Go over these records and count the lines with the string "take" in them; the count is all that should be returned.

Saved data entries
=====
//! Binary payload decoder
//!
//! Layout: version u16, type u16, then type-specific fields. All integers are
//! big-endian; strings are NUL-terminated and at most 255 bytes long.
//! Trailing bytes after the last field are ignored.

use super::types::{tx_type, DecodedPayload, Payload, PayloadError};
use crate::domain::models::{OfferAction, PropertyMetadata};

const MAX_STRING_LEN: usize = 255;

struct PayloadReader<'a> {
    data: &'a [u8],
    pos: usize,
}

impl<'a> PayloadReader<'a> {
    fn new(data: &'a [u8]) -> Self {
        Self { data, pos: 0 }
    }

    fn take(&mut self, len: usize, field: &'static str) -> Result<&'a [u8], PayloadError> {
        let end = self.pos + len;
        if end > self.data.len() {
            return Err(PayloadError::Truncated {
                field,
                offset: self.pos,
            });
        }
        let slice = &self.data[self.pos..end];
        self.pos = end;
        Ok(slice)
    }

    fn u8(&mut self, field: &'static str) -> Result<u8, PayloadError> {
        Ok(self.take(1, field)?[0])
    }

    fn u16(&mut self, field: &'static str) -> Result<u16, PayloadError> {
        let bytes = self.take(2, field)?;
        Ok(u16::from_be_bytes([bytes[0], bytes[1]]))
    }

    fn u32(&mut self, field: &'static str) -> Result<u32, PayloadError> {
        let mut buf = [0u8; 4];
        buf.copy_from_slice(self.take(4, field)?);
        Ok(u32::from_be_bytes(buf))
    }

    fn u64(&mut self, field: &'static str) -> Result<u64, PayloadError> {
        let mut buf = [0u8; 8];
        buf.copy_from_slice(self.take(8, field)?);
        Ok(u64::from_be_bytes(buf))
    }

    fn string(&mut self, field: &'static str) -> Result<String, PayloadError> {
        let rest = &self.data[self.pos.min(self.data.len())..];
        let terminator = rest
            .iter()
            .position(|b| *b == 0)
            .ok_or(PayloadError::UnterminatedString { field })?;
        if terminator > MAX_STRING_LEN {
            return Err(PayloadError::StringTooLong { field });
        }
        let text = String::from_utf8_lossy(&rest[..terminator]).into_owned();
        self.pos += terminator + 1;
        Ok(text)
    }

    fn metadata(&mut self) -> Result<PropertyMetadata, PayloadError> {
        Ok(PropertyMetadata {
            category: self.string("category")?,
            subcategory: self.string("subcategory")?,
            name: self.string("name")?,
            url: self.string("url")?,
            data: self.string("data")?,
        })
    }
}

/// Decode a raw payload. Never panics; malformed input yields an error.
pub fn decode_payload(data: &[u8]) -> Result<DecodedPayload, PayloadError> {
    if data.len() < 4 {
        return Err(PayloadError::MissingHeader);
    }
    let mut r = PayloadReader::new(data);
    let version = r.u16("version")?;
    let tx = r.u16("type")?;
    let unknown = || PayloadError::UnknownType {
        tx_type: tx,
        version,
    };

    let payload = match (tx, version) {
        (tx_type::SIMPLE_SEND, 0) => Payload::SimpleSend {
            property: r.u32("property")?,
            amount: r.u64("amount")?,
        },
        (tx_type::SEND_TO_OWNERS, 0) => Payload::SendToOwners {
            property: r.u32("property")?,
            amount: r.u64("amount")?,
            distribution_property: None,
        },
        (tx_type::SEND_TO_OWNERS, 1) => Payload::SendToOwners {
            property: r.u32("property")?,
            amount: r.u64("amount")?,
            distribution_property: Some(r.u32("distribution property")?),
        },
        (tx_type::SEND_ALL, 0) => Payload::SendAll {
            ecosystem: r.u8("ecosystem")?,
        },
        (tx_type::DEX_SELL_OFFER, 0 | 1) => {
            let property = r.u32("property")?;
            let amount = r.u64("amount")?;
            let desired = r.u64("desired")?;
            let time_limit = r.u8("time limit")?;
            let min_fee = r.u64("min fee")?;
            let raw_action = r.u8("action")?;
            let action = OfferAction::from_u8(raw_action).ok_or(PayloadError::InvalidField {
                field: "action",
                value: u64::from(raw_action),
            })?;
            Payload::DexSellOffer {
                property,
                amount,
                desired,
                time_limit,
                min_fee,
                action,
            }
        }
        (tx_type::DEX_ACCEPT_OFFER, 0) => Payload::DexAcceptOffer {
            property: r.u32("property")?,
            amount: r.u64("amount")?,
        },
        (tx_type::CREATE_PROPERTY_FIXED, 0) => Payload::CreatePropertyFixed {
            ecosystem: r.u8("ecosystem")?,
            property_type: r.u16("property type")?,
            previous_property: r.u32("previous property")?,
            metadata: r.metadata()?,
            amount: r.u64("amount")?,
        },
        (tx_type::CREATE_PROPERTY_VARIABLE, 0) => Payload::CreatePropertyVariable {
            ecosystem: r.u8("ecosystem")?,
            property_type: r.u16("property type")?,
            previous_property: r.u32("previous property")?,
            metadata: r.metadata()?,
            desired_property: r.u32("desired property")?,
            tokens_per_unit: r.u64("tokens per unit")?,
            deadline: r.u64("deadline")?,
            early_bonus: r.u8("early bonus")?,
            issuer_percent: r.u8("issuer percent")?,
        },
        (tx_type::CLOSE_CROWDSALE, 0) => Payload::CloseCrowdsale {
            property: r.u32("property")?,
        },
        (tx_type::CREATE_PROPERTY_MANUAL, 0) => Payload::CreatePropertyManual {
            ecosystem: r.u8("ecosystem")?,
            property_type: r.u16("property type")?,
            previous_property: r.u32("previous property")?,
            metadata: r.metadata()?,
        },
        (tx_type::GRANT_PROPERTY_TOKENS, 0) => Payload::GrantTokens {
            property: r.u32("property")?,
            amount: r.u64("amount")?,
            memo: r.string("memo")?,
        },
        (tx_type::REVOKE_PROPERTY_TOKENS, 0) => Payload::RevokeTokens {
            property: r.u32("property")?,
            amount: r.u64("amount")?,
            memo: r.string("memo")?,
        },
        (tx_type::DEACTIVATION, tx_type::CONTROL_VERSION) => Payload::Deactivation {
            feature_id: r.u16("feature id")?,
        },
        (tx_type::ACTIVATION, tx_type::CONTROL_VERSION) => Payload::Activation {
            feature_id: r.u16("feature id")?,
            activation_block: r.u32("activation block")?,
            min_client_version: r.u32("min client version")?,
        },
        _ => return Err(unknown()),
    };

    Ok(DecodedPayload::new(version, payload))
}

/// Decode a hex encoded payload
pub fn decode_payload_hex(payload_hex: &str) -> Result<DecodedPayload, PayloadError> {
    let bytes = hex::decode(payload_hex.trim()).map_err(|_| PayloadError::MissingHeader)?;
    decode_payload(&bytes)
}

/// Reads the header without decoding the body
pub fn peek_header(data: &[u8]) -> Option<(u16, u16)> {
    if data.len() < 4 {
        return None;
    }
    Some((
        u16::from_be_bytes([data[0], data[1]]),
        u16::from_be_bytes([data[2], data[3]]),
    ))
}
=====
ANSWER BOX
5